ENTRIES PROVIDED.
★ ★ ★

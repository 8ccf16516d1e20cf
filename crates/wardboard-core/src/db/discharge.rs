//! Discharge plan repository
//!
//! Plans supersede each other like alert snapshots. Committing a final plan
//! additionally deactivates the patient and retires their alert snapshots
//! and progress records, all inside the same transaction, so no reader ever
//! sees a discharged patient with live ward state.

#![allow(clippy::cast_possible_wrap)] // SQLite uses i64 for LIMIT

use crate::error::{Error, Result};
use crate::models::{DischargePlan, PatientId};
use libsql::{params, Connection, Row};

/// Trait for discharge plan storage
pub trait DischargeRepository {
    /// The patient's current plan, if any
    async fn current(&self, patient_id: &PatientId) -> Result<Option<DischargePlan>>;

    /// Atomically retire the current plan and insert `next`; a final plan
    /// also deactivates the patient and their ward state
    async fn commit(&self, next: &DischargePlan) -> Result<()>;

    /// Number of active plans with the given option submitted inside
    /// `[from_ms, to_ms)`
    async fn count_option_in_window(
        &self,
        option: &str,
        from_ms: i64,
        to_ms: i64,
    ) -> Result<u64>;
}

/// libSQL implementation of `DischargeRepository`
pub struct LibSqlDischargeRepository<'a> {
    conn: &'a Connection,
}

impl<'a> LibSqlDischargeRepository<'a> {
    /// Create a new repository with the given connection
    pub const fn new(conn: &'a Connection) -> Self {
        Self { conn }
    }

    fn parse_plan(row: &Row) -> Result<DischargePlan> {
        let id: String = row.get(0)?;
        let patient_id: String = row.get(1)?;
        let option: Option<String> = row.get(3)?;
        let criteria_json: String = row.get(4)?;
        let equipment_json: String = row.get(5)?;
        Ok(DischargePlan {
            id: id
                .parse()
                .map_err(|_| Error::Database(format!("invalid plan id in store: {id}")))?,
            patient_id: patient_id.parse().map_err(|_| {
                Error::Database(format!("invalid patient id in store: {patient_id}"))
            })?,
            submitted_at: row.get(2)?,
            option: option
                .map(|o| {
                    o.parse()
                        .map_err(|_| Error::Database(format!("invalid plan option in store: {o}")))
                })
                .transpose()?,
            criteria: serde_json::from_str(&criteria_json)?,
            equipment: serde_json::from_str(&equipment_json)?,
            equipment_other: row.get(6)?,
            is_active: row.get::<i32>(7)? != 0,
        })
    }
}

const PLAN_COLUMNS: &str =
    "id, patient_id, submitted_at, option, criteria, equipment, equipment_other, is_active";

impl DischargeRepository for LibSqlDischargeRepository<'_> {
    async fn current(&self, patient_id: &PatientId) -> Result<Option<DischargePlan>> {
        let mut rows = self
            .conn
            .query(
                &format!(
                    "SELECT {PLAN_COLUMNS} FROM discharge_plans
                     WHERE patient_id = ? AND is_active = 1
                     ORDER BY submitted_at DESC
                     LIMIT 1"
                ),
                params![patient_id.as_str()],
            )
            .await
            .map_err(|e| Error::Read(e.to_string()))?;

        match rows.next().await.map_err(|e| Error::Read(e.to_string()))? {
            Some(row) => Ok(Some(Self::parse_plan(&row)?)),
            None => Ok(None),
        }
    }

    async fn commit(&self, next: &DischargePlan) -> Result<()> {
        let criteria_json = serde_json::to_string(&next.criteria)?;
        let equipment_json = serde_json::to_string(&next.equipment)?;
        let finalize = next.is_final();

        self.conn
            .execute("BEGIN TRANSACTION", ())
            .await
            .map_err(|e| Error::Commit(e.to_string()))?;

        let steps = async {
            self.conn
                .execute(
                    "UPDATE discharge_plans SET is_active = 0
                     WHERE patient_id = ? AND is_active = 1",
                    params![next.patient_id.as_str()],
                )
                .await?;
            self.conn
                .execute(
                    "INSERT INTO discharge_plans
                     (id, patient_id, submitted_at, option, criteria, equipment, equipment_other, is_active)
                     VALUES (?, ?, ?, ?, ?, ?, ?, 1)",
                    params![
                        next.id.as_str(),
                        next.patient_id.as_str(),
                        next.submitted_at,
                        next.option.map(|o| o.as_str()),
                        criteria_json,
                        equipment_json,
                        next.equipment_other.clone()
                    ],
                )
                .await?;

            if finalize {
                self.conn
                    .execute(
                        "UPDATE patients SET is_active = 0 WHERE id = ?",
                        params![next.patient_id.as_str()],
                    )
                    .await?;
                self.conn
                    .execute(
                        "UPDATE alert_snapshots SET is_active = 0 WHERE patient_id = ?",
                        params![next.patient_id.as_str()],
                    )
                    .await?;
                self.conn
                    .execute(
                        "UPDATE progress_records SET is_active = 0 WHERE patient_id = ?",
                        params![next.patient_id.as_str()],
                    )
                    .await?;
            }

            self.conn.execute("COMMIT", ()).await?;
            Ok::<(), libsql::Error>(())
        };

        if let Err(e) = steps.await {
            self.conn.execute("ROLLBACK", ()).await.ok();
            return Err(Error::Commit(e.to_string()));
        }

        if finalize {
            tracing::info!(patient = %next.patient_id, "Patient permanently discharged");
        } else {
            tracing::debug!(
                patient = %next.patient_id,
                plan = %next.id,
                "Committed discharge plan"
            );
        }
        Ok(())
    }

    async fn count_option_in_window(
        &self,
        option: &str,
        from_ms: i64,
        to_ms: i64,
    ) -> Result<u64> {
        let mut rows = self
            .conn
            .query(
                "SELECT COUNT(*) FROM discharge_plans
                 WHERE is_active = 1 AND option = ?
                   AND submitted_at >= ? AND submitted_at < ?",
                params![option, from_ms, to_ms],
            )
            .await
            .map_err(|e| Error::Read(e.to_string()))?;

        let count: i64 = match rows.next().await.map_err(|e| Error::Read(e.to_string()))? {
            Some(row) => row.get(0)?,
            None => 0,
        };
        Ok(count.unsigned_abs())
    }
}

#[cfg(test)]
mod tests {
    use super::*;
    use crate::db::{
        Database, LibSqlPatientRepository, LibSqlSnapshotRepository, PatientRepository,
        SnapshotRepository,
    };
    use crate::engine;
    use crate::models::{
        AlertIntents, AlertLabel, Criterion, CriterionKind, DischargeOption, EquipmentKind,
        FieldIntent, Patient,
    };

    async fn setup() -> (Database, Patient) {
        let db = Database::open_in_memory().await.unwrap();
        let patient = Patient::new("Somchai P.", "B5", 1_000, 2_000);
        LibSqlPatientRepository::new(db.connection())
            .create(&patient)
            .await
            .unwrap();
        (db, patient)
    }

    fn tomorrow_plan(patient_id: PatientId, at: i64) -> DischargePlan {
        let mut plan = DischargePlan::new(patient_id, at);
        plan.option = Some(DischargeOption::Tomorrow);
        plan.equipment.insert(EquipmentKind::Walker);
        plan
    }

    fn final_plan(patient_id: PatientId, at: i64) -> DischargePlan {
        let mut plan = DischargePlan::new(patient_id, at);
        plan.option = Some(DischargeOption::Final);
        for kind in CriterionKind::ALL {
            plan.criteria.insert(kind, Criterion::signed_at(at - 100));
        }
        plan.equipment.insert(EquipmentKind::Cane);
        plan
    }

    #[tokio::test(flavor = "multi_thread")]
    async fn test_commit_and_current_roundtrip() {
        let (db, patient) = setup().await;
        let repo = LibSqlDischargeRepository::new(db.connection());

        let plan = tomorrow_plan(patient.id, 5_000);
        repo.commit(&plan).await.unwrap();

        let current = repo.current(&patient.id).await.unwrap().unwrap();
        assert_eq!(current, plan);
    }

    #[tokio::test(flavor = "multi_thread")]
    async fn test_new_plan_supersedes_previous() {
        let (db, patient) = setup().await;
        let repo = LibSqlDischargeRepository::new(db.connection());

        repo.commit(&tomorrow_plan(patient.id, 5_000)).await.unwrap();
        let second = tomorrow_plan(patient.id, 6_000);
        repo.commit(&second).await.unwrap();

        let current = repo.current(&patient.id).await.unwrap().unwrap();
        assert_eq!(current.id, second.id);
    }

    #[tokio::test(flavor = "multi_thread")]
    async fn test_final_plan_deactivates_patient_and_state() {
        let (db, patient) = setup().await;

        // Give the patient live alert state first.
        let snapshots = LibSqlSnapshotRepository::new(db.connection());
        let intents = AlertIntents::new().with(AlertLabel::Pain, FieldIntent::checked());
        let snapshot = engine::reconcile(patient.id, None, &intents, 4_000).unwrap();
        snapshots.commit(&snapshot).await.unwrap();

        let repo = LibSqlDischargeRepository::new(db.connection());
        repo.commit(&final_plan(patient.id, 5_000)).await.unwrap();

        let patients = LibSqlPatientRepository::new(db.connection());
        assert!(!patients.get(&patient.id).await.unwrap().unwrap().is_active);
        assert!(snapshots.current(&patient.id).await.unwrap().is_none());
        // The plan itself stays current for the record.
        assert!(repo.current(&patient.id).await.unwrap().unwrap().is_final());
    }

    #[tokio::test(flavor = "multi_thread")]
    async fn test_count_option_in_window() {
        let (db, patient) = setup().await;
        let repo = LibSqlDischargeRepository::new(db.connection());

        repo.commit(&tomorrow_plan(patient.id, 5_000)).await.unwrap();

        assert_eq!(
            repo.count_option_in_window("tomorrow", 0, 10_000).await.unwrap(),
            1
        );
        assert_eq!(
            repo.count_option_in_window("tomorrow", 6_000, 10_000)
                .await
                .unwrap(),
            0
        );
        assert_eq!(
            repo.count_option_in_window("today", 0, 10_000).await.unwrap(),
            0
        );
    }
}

★ ★ ★

EXERCISE. Scan the data above; copy every line where "engine" appears.

RESPONSE TO THIS EXERCISE.
    use crate::engine;
        let snapshot = engine::reconcile(patient.id, None, &intents, 4_000).unwrap();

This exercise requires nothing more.